Sense of Wonder

From the executive editor

THERE'S REALLY NO BETTER WAY to put this: When I first met Leigh Ann Henion, I thought she was a little crazy. This was 2010, just before her son’s second birthday. She was a writer and teacher at Appalachian State, and I was a writer and editor at Our State magazine. We’d worked together on several stories by then, and on a fall afternoon, we shared lunch at a farm-to-fork restaurant on King Street in Boone.

For two hours, Leigh Ann flashed and bobbed like a lightning bug. She had stories and story ideas, and questions and more questions. She whirled her arms when she talked, and she covered every subject from the home she lives in with her husband to the monarch butterflies she chased in Mexico. She used “Check this out!” as a way to set up each adventure.

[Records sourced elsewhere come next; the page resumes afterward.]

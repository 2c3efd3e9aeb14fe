use serde::{Deserialize, Serialize};

/// Filenames that must all be staged under one folder before an upload
/// can start.
pub const REQUIRED_FILENAMES: [&str; 4] = ["char.json", "data.json", "fr.json", "qa.json"];

/// One staged file: a filename with an optional dataset folder.
#[derive(Debug, Clone, PartialEq, Eq, Serialize, Deserialize)]
pub struct StagedFile {
    pub folder: Option<String>,
    pub filename: String,
}

impl StagedFile {
    pub fn display_name(&self) -> String {
        match &self.folder {
            Some(folder) => format!("{}/{}", folder, self.filename),
            None => self.filename.clone(),
        }
    }
}

/// Outcome of staging one (folder, filename) pair.
#[derive(Debug, Clone, Copy, PartialEq, Eq)]
pub enum AddOutcome {
    Added,
    /// Same filename was staged under another folder; the entry was
    /// replaced in place, keeping its position.
    Replaced,
    /// Exact (folder, filename) pair already staged.
    Duplicate,
    /// Not a `.json` name.
    Rejected,
}

/// Insertion-ordered staged file list with a filename-keyed replace rule:
/// at most one entry per filename is active at a time.
#[derive(Debug, Clone, Default, PartialEq, Serialize, Deserialize)]
pub struct StagedFileSet {
    files: Vec<StagedFile>,
}

impl StagedFileSet {
    pub fn new() -> Self {
        Self::default()
    }

    pub fn add(&mut self, folder: Option<String>, filename: &str) -> AddOutcome {
        let filename = filename.trim();
        if !filename.ends_with(".json") {
            return AddOutcome::Rejected;
        }
        let folder = folder.filter(|f| !f.is_empty());
        if self
            .files
            .iter()
            .any(|f| f.filename == filename && f.folder == folder)
        {
            return AddOutcome::Duplicate;
        }
        if let Some(existing) = self.files.iter_mut().find(|f| f.filename == filename) {
            existing.folder = folder;
            return AddOutcome::Replaced;
        }
        self.files.push(StagedFile {
            folder,
            filename: filename.to_string(),
        });
        AddOutcome::Added
    }

    /// True iff some folder has every required filename staged under it.
    /// Files without a folder never satisfy completeness.
    pub fn is_complete(&self) -> bool {
        if self.files.len() < REQUIRED_FILENAMES.len() {
            return false;
        }
        self.dataset_ids().iter().any(|id| {
            REQUIRED_FILENAMES.iter().all(|required| {
                self.files
                    .iter()
                    .any(|f| f.filename == *required && f.folder.as_deref() == Some(id))
            })
        })
    }

    /// Distinct folders in first-encounter order.
    pub fn dataset_ids(&self) -> Vec<String> {
        let mut ids: Vec<String> = Vec::new();
        for file in &self.files {
            if let Some(folder) = &file.folder {
                if !ids.iter().any(|known| known == folder) {
                    ids.push(folder.clone());
                }
            }
        }
        ids
    }

    pub fn files(&self) -> &[StagedFile] {
        &self.files
    }

    pub fn display_names(&self) -> Vec<String> {
        self.files.iter().map(StagedFile::display_name).collect()
    }

    pub fn len(&self) -> usize {
        self.files.len()
    }

    pub fn is_empty(&self) -> bool {
        self.files.is_empty()
    }

    pub fn clear(&mut self) {
        self.files.clear();
    }
}

/// Parses a drop payload: `folder|filename` or a bare filename.
pub fn parse_drop_payload(payload: &str) -> Option<(Option<String>, String)> {
    let payload = payload.trim();
    if payload.is_empty() {
        return None;
    }
    match payload.split_once('|') {
        Some((folder, filename)) => Some((Some(folder.to_string()), filename.to_string())),
        None => Some((None, payload.to_string())),
    }
}

/// Splits a picked file name on the first underscore: `folder_filename`.
pub fn parse_picker_name(name: &str) -> (Option<String>, String) {
    match name.split_once('_') {
        Some((folder, filename)) => (Some(folder.to_string()), filename.to_string()),
        None => (None, name.to_string()),
    }
}

#[cfg(test)]
mod tests {
    use super::*;

    fn staged(pairs: &[(&str, &str)]) -> StagedFileSet {
        let mut set = StagedFileSet::new();
        for (folder, filename) in pairs {
            let folder = (!folder.is_empty()).then(|| folder.to_string());
            set.add(folder, filename);
        }
        set
    }

    #[test]
    fn complete_when_one_folder_has_all_required_files() {
        let set = staged(&[
            ("a", "char.json"),
            ("a", "data.json"),
            ("a", "fr.json"),
            ("a", "qa.json"),
        ]);
        assert!(set.is_complete());
    }

    #[test]
    fn incomplete_when_files_spread_over_folders() {
        let set = staged(&[
            ("a", "char.json"),
            ("a", "data.json"),
            ("b", "fr.json"),
            ("b", "qa.json"),
        ]);
        assert!(!set.is_complete());
    }

    #[test]
    fn folderless_files_never_complete_a_dataset() {
        let set = staged(&[
            ("", "char.json"),
            ("", "data.json"),
            ("", "fr.json"),
            ("", "qa.json"),
        ]);
        assert!(!set.is_complete());
        assert!(set.dataset_ids().is_empty());
    }

    #[test]
    fn exact_duplicate_is_a_noop() {
        let mut set = staged(&[("a", "char.json")]);
        assert_eq!(set.add(Some("a".into()), "char.json"), AddOutcome::Duplicate);
        assert_eq!(set.len(), 1);
    }

    #[test]
    fn same_filename_other_folder_replaces_in_place() {
        let mut set = staged(&[("a", "char.json"), ("a", "data.json")]);
        assert_eq!(set.add(Some("b".into()), "char.json"), AddOutcome::Replaced);
        assert_eq!(set.len(), 2);
        assert_eq!(set.files()[0].folder.as_deref(), Some("b"));
        assert_eq!(set.files()[0].filename, "char.json");
        assert_eq!(set.files()[1].filename, "data.json");
    }

    #[test]
    fn replacement_can_break_and_restore_completeness() {
        let mut set = staged(&[
            ("a", "char.json"),
            ("a", "data.json"),
            ("a", "fr.json"),
            ("a", "qa.json"),
        ]);
        set.add(Some("b".into()), "fr.json");
        assert!(!set.is_complete());
        set.add(Some("a".into()), "fr.json");
        assert!(set.is_complete());
    }

    #[test]
    fn non_json_names_are_rejected() {
        let mut set = StagedFileSet::new();
        assert_eq!(set.add(Some("a".into()), "notes.txt"), AddOutcome::Rejected);
        assert!(set.is_empty());
    }

    #[test]
    fn empty_folder_normalizes_to_none() {
        let mut set = StagedFileSet::new();
        set.add(Some(String::new()), "char.json");
        assert_eq!(set.files()[0].folder, None);
        assert_eq!(set.add(None, "char.json"), AddOutcome::Duplicate);
    }

    #[test]
    fn dataset_ids_keep_first_encounter_order() {
        let set = staged(&[("b", "char.json"), ("a", "data.json"), ("b", "fr.json")]);
        assert_eq!(set.dataset_ids(), vec!["b".to_string(), "a".to_string()]);
    }

    #[test]
    fn parses_drop_payload_with_folder() {
        assert_eq!(
            parse_drop_payload("a|char.json"),
            Some((Some("a".to_string()), "char.json".to_string()))
        );
        assert_eq!(
            parse_drop_payload("char.json"),
            Some((None, "char.json".to_string()))
        );
        assert_eq!(parse_drop_payload("  "), None);
    }

    #[test]
    fn parses_picker_name_on_first_underscore() {
        assert_eq!(
            parse_picker_name("a_char.json"),
            (Some("a".to_string()), "char.json".to_string())
        );
        assert_eq!(parse_picker_name("char.json"), (None, "char.json".to_string()));
    }

    #[test]
    fn display_names_include_folder_prefix() {
        let set = staged(&[("a", "char.json"), ("", "data.json")]);
        assert_eq!(
            set.display_names(),
            vec!["a/char.json".to_string(), "data.json".to_string()]
        );
    }
}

She was frenetic. But she was memorable. 

Five years and many emails and phone calls and stories later, we remain close friends. We’ve talked through all sorts of changes in our lives, career and family and otherwise. And more than once, we’ve yanked each other up when the writing got too hard. It’s safe to say that if one day, every writer and editor I knew shoved a palm in my face and walked away, Leigh Ann would be the last one there, and she’d probably run to the end of the driveway to holler for everyone to come back. 

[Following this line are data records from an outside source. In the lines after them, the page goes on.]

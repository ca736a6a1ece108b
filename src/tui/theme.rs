// Theme support for the TUI
//
// Small fixed palettes selectable by name from config or --theme.
// "auto" uses the terminal's ANSI palette; the others use true color.

use ratatui::style::Color;

/// Color palette for the TUI
#[derive(Debug, Clone)]
pub struct Theme {
    pub name: String,

    // Result presentation colors
    pub correct: Color,
    pub incorrect: Color,

    // UI element colors
    pub title: Color,
    pub border: Color,
    pub highlight: Color,
    pub dim: Color,
}

impl Theme {
    /// Load theme by name
    pub fn by_name(name: &str) -> Self {
        match name.to_lowercase().as_str() {
            "classic" => Self::classic(),
            "contrast" => Self::contrast(),
            _ => Self::auto(), // "auto" or unknown
        }
    }

    /// Auto theme - uses terminal's ANSI palette
    pub fn auto() -> Self {
        Self {
            name: "auto".to_string(),
            correct: Color::Green,
            incorrect: Color::Red,
            title: Color::Cyan,
            border: Color::White,
            highlight: Color::Yellow,
            dim: Color::DarkGray,
        }
    }

    /// Classic - the app's green-and-red house colors
    pub fn classic() -> Self {
        Self {
            name: "classic".to_string(),
            correct: Color::Rgb(0x58, 0xcc, 0x02),
            incorrect: Color::Rgb(0xff, 0x47, 0x57),
            title: Color::Rgb(0x4b, 0x4b, 0x4b),
            border: Color::Rgb(0xe4, 0xe4, 0xe4),
            highlight: Color::Rgb(0xce, 0x82, 0xff),
            dim: Color::Rgb(0x6b, 0x72, 0x80),
        }
    }

    /// High-contrast variant
    pub fn contrast() -> Self {
        Self {
            name: "contrast".to_string(),
            correct: Color::LightGreen,
            incorrect: Color::LightRed,
            title: Color::White,
            border: Color::White,
            highlight: Color::LightYellow,
            dim: Color::Gray,
        }
    }
}

#[cfg(test)]
mod tests {
    use super::*;

    #[test]
    fn unknown_name_falls_back_to_auto() {
        assert_eq!(Theme::by_name("does-not-exist").name, "auto");
        assert_eq!(Theme::by_name("CLASSIC").name, "classic");
    }
}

When we met that day, I’d later learn, Leigh Ann was dealing with a hefty conflict. She loved being a new mother and staying home with her son, but those joys came at the expense of one of her defining characteristics—the desire to explore. She took that conflict and turned it into a book, due out this March from Penguin Press, titled Phenomenal. In it, she travels to the corners of the earth to experience natural wonders, and along the way she makes several discoveries about motherhood. It’s sure to be a hit, and it’s sure to make the folks at Queens University, where Leigh Ann earned her master’s degree, proud. Among those who’ve already offered praise is bestselling author Elizabeth Gilbert, who says in a blurb: “What a cool and fascinating ride. … I think it will open the doors for many.”

I haven’t read the book yet. I’ll wait for it to arrive in March like anybody else. A part of me doesn’t want to stop following her through the making of it. Her emails over the years have been little literary gems themselves. I read them again recently, and I marveled at how often she struck with the first paragraph, saying that she’s leaving for a month or two to chase wildebeests in Africa, or lightning storms in Venezuela, or the aurora borealis in Sweden. And then this, from September 2012, just before her last trip: “I’m headed to Australia at the end of next month. My round-the-world journey will be an attempt to witness the coral spawning of the Great Barrier Reef and a full solar eclipse. I might see both. I might see neither. I’m terrified. I’m excited. You know how it goes.”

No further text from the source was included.